→ What you should do
Return, exactly and in full, the lines of the records below starting at the one with "into the stack" and ending at the one with "for ip in local", and no other lines.

→ Exercise inputs
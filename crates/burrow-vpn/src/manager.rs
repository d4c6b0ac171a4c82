//! Reconnect supervisor
//!
//! Drives a [`PeerSession`] and the [`ForwardProxy`] serving over it:
//!
//! ```text
//! loop {
//!     init session ─▶ serve proxy until it stops
//!     retry_delay == 0 ? return outcome : reset, sleep retry_delay
//! }
//! ```
//!
//! Retries run at a fixed interval with no cap, so a long-lived client
//! keeps coming back after the peer or the network goes away.

use crate::proxy::{ForwardProxy, ProxyConfig, ProxyError};
use crate::session::{PeerSession, SessionError};
use crate::tunnel::TunnelFactory;
use std::time::Duration;
use tracing::{info, warn};

/// Supervisor errors
#[derive(Debug, thiserror::Error)]
pub enum VpnError {
    #[error(transparent)]
    Session(#[from] SessionError),

    #[error("proxy stopped: {0}")]
    Proxy(#[from] ProxyError),
}

pub struct ReconnectSupervisor<F: TunnelFactory> {
    session: PeerSession<F>,
    proxy: ProxyConfig,
    retry_delay: Duration,
    attempts: u64,
}

impl<F: TunnelFactory> ReconnectSupervisor<F> {
    pub fn new(session: PeerSession<F>, proxy: ProxyConfig, retry_delay: Duration) -> Self {
        Self {
            session,
            proxy,
            retry_delay,
            attempts: 0,
        }
    }

    /// Number of attempts started so far.
    pub fn attempts(&self) -> u64 {
        self.attempts
    }

    pub fn session(&self) -> &PeerSession<F> {
        &self.session
    }

    /// Run until an attempt ends and retries are disabled. With a
    /// non-zero retry delay this never returns.
    pub async fn run(&mut self) -> Result<(), VpnError> {
        loop {
            self.attempts += 1;
            let outcome = self.attempt().await;

            if self.retry_delay.is_zero() {
                return outcome;
            }

            self.session.reset();
            match &outcome {
                Err(e) => warn!(
                    "Attempt {} failed: {}; retrying in {:?}",
                    self.attempts, e, self.retry_delay
                ),
                Ok(()) => info!("Proxy stopped; reconnecting in {:?}", self.retry_delay),
            }
            tokio::time::sleep(self.retry_delay).await;
        }
    }

    async fn attempt(&mut self) -> Result<(), VpnError> {
        let stack = self.session.init().await?;

        let proxy = ForwardProxy::new(self.proxy.clone(), stack);
        info!("Serving HTTP proxy at {}", proxy.proxy_url());
        proxy.run().await?;
        Ok(())
    }
}
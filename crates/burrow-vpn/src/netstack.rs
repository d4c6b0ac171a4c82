//! Userspace TCP/IP stack
//!
//! A smoltcp interface driven by its own task. Plain IP packets enter and
//! leave through a [`TunInterface`], a pair of bounded queues whose other
//! end belongs to the WireGuard device. Callers reach the stack through
//! [`UserspaceStack`], which implements [`NetStack`]:
//!
//! ```text
//!  dial() ──Command──▶ dataplane task ◀──packets──▶ TunInterface ◀──▶ device
//!    ▲                     │ smoltcp sockets
//!    └── DuplexStream ◀── bridge task (Bytes channels)
//! ```
//!
//! Hostnames are resolved inside the tunnel: DNS queries go out as UDP
//! datagrams from the local tunnel address to the configured servers.

use async_trait::async_trait;
use burrow_network::{BoxedStream, NetStack, split_host_port};
use bytes::Bytes;
use hickory_proto::op::{Message, MessageType, OpCode, Query, ResponseCode};
use hickory_proto::rr::{Name, RData, RecordType};
use rand::Rng;
use smoltcp::iface::{Config, Interface, SocketHandle, SocketSet};
use smoltcp::phy::{Device, DeviceCapabilities, Medium, RxToken, TxToken};
use smoltcp::socket::{tcp, udp};
use smoltcp::time::{Duration as SmolDuration, Instant as SmolInstant};
use smoltcp::wire::{HardwareAddress, IpAddress, IpCidr, IpEndpoint, IpListenEndpoint};
use std::collections::VecDeque;
use std::io;
use std::net::{IpAddr, Ipv4Addr, Ipv6Addr, SocketAddr};
use std::sync::Arc;
use std::time::{Duration, Instant};
use tokio::io::{AsyncReadExt, AsyncWriteExt, DuplexStream};
use tokio::sync::mpsc::error::TrySendError;
use tokio::sync::{Notify, mpsc, oneshot, watch};
use tracing::{debug, info};

use crate::tunnel::TunnelError;

const PACKET_QUEUE: usize = 1024;
const COMMAND_QUEUE: usize = 256;
const STREAM_QUEUE: usize = 64;
const STREAM_CHUNK: usize = 16 * 1024;
const TCP_BUFFER: usize = 256 * 1024;
const TCP_TIMEOUT_SECS: u64 = 60;
const DNS_PACKET: usize = 2048;
const DNS_TIMEOUT: Duration = Duration::from_secs(5);
const IDLE_TICK: Duration = Duration::from_millis(100);
const PORT_FIRST: u16 = 40000;
const PORT_LAST: u16 = 65000;

/// Packet side of the stack, consumed by the device.
pub struct TunInterface {
    /// Decrypted packets headed into the stack
    pub(crate) to_stack: mpsc::Sender<Vec<u8>>,
    /// Packets the stack wants encrypted and sent
    pub(crate) from_stack: mpsc::Receiver<Vec<u8>>,
    mtu: u16,
}

impl TunInterface {
    pub fn mtu(&self) -> u16 {
        self.mtu
    }

    /// True once the stack task has exited.
    pub fn is_closed(&self) -> bool {
        self.to_stack.is_closed()
    }
}

/// Dialing handle for the stack task.
pub struct UserspaceStack {
    commands: mpsc::Sender<Command>,
    wake: Arc<Notify>,
    stopped: watch::Receiver<bool>,
    dns_servers: Vec<IpAddr>,
    has_ipv6: bool,
}

enum Command {
    Connect(ConnectRequest),
    Query(QueryRequest),
}

struct ConnectRequest {
    remote: SocketAddr,
    to_remote: mpsc::Receiver<Bytes>,
    to_client: mpsc::Sender<Bytes>,
    reply: oneshot::Sender<io::Result<()>>,
}

struct QueryRequest {
    server: IpAddr,
    payload: Vec<u8>,
    reply: oneshot::Sender<io::Result<Vec<u8>>>,
}

/// Start a stack for `local` addresses on the current runtime.
pub(crate) fn spawn(
    local: &[IpAddr],
    dns: &[IpAddr],
    mtu: u16,
) -> Result<(TunInterface, UserspaceStack), TunnelError> {
    let runtime = tokio::runtime::Handle::try_current()
        .map_err(|e| TunnelError::Interface(e.to_string()))?;

    let local_v4 = local.iter().find_map(|ip| match ip {
        IpAddr::V4(v4) => Some(*v4),
        IpAddr::V6(_) => None,
    });
    let local_v6 = local.iter().find_map(|ip| match ip {
        IpAddr::V6(v6) => Some(*v6),
        IpAddr::V4(_) => None,
    });

    let mut device = VirtualDevice::new(mtu);
    let mut iface = Interface::new(Config::new(HardwareAddress::Ip), &mut device, SmolInstant::now());
    iface.update_ip_addrs(|addrs| {
        for ip in local {
            let prefix = if ip.is_ipv4() { 32 } else { 128 };
            let _ = addrs.push(IpCidr::new(IpAddress::from(*ip), prefix));
        }
    });
    if local_v4.is_some() {
        let _ = iface.routes_mut().add_default_ipv4_route(Ipv4Addr::new(0, 0, 0, 1));
    }
    if local_v6.is_some() {
        let _ = iface
            .routes_mut()
            .add_default_ipv6_route(Ipv6Addr::new(0xfe80, 0, 0, 0, 0, 0, 0, 1));
    }

    let (to_stack, inbound) = mpsc::channel(PACKET_QUEUE);
    let (outbound, from_stack) = mpsc::channel(PACKET_QUEUE);
    let (commands, command_rx) = mpsc::channel(COMMAND_QUEUE);
    let (stopped_tx, stopped) = watch::channel(false);
    let wake = Arc::new(Notify::new());

    let dataplane = Dataplane {
        iface,
        device,
        sockets: SocketSet::new(vec![]),
        conns: Vec::new(),
        queries: Vec::new(),
        ports: PortAllocator::new(),
        local_v4,
        local_v6,
    };
    runtime.spawn(dataplane.run(inbound, outbound, command_rx, wake.clone(), stopped_tx));

    info!("Userspace stack started ({:?}, mtu {})", local, mtu);

    let interface = TunInterface {
        to_stack,
        from_stack,
        mtu,
    };
    let stack = UserspaceStack {
        commands,
        wake,
        stopped,
        dns_servers: dns.to_vec(),
        has_ipv6: local_v6.is_some(),
    };
    Ok((interface, stack))
}

#[async_trait]
impl NetStack for UserspaceStack {
    async fn dial(&self, addr: &str) -> io::Result<BoxedStream> {
        let (host, port) = split_host_port(addr)?;
        let ip = match host.parse::<IpAddr>() {
            Ok(ip) => ip,
            Err(_) => self.resolve(host).await?,
        };
        let remote = SocketAddr::new(ip, port);

        let (to_remote_tx, to_remote_rx) = mpsc::channel(STREAM_QUEUE);
        let (to_client_tx, to_client_rx) = mpsc::channel(STREAM_QUEUE);
        let (reply_tx, reply_rx) = oneshot::channel();
        self.submit(Command::Connect(ConnectRequest {
            remote,
            to_remote: to_remote_rx,
            to_client: to_client_tx,
            reply: reply_tx,
        }))
        .await?;
        reply_rx.await.map_err(|_| stack_stopped())??;
        debug!("Connected to {} ({}) through tunnel", addr, remote);

        let (client, bridge) = tokio::io::duplex(STREAM_CHUNK * 4);
        tokio::spawn(bridge_stream(bridge, to_remote_tx, to_client_rx, self.wake.clone()));
        Ok(Box::new(client))
    }

    async fn closed(&self) {
        let mut stopped = self.stopped.clone();
        let _ = stopped.wait_for(|stopped| *stopped).await;
    }
}

impl UserspaceStack {
    async fn submit(&self, command: Command) -> io::Result<()> {
        self.commands.send(command).await.map_err(|_| stack_stopped())
    }

    /// A records first, then AAAA when the interface can reach IPv6.
    async fn resolve(&self, host: &str) -> io::Result<IpAddr> {
        let mut kinds = vec![RecordType::A];
        if self.has_ipv6 {
            kinds.push(RecordType::AAAA);
        }

        let mut last_error = None;
        for kind in kinds {
            for server in self.dns_servers.iter().copied() {
                match self.query(server, host, kind).await {
                    Ok(addrs) => {
                        if let Some(ip) = addrs.first() {
                            debug!("Resolved {} -> {} via {}", host, ip, server);
                            return Ok(*ip);
                        }
                    }
                    Err(e) => {
                        debug!("{} query for {} via {} failed: {}", kind, host, server, e);
                        last_error = Some(e);
                    }
                }
            }
        }

        Err(last_error.unwrap_or_else(|| {
            io::Error::new(io::ErrorKind::NotFound, format!("no addresses found for {host}"))
        }))
    }

    async fn query(&self, server: IpAddr, host: &str, kind: RecordType) -> io::Result<Vec<IpAddr>> {
        let id: u16 = rand::random();
        let payload = encode_query(host, kind, id)?;

        let (reply_tx, reply_rx) = oneshot::channel();
        self.submit(Command::Query(QueryRequest {
            server,
            payload,
            reply: reply_tx,
        }))
        .await?;

        let response = tokio::time::timeout(DNS_TIMEOUT + Duration::from_secs(1), reply_rx)
            .await
            .map_err(|_| io::Error::new(io::ErrorKind::TimedOut, "DNS query timed out"))?
            .map_err(|_| stack_stopped())??;
        decode_answer(&response, id)
    }
}

fn stack_stopped() -> io::Error {
    io::Error::new(io::ErrorKind::NotConnected, "tunnel network stack stopped")
}

fn encode_query(host: &str, kind: RecordType, id: u16) -> io::Result<Vec<u8>> {
    let name = Name::from_ascii(host)
        .map_err(|e| io::Error::new(io::ErrorKind::InvalidInput, e.to_string()))?;

    let mut message = Message::new();
    message
        .set_id(id)
        .set_message_type(MessageType::Query)
        .set_op_code(OpCode::Query)
        .set_recursion_desired(true);
    message.add_query(Query::query(name, kind));
    message.to_vec().map_err(|e| io::Error::other(e.to_string()))
}

fn decode_answer(packet: &[u8], id: u16) -> io::Result<Vec<IpAddr>> {
    let message = Message::from_vec(packet)
        .map_err(|e| io::Error::new(io::ErrorKind::InvalidData, e.to_string()))?;
    if message.id() != id {
        return Err(io::Error::new(io::ErrorKind::InvalidData, "DNS response id mismatch"));
    }
    match message.response_code() {
        ResponseCode::NoError => {}
        ResponseCode::NXDomain => return Ok(Vec::new()),
        code => return Err(io::Error::other(format!("DNS query failed: {code}"))),
    }

    Ok(message
        .answers()
        .iter()
        .filter_map(|record| match record.data() {
            Some(RData::A(a)) => Some(IpAddr::V4(a.0)),
            Some(RData::AAAA(aaaa)) => Some(IpAddr::V6(aaaa.0)),
            _ => None,
        })
        .collect())
}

→ Response below
    /// Decrypted packets headed into the stack
    pub(crate) to_stack: mpsc::Sender<Vec<u8>>,
    /// Packets the stack wants encrypted and sent
    pub(crate) from_stack: mpsc::Receiver<Vec<u8>>,
    mtu: u16,
}

impl TunInterface {
    pub fn mtu(&self) -> u16 {
        self.mtu
    }

    /// True once the stack task has exited.
    pub fn is_closed(&self) -> bool {
        self.to_stack.is_closed()
    }
}

/// Dialing handle for the stack task.
pub struct UserspaceStack {
    commands: mpsc::Sender<Command>,
    wake: Arc<Notify>,
    stopped: watch::Receiver<bool>,
    dns_servers: Vec<IpAddr>,
    has_ipv6: bool,
}

enum Command {
    Connect(ConnectRequest),
    Query(QueryRequest),
}

struct ConnectRequest {
    remote: SocketAddr,
    to_remote: mpsc::Receiver<Bytes>,
    to_client: mpsc::Sender<Bytes>,
    reply: oneshot::Sender<io::Result<()>>,
}

struct QueryRequest {
    server: IpAddr,
    payload: Vec<u8>,
    reply: oneshot::Sender<io::Result<Vec<u8>>>,
}

/// Start a stack for `local` addresses on the current runtime.
pub(crate) fn spawn(
    local: &[IpAddr],
    dns: &[IpAddr],
    mtu: u16,
) -> Result<(TunInterface, UserspaceStack), TunnelError> {
    let runtime = tokio::runtime::Handle::try_current()
        .map_err(|e| TunnelError::Interface(e.to_string()))?;

    let local_v4 = local.iter().find_map(|ip| match ip {
        IpAddr::V4(v4) => Some(*v4),
        IpAddr::V6(_) => None,
    });
    let local_v6 = local.iter().find_map(|ip| match ip {
        IpAddr::V6(v6) => Some(*v6),
        IpAddr::V4(_) => None,
    });

    let mut device = VirtualDevice::new(mtu);
    let mut iface = Interface::new(Config::new(HardwareAddress::Ip), &mut device, SmolInstant::now());
    iface.update_ip_addrs(|addrs| {
        for ip in local {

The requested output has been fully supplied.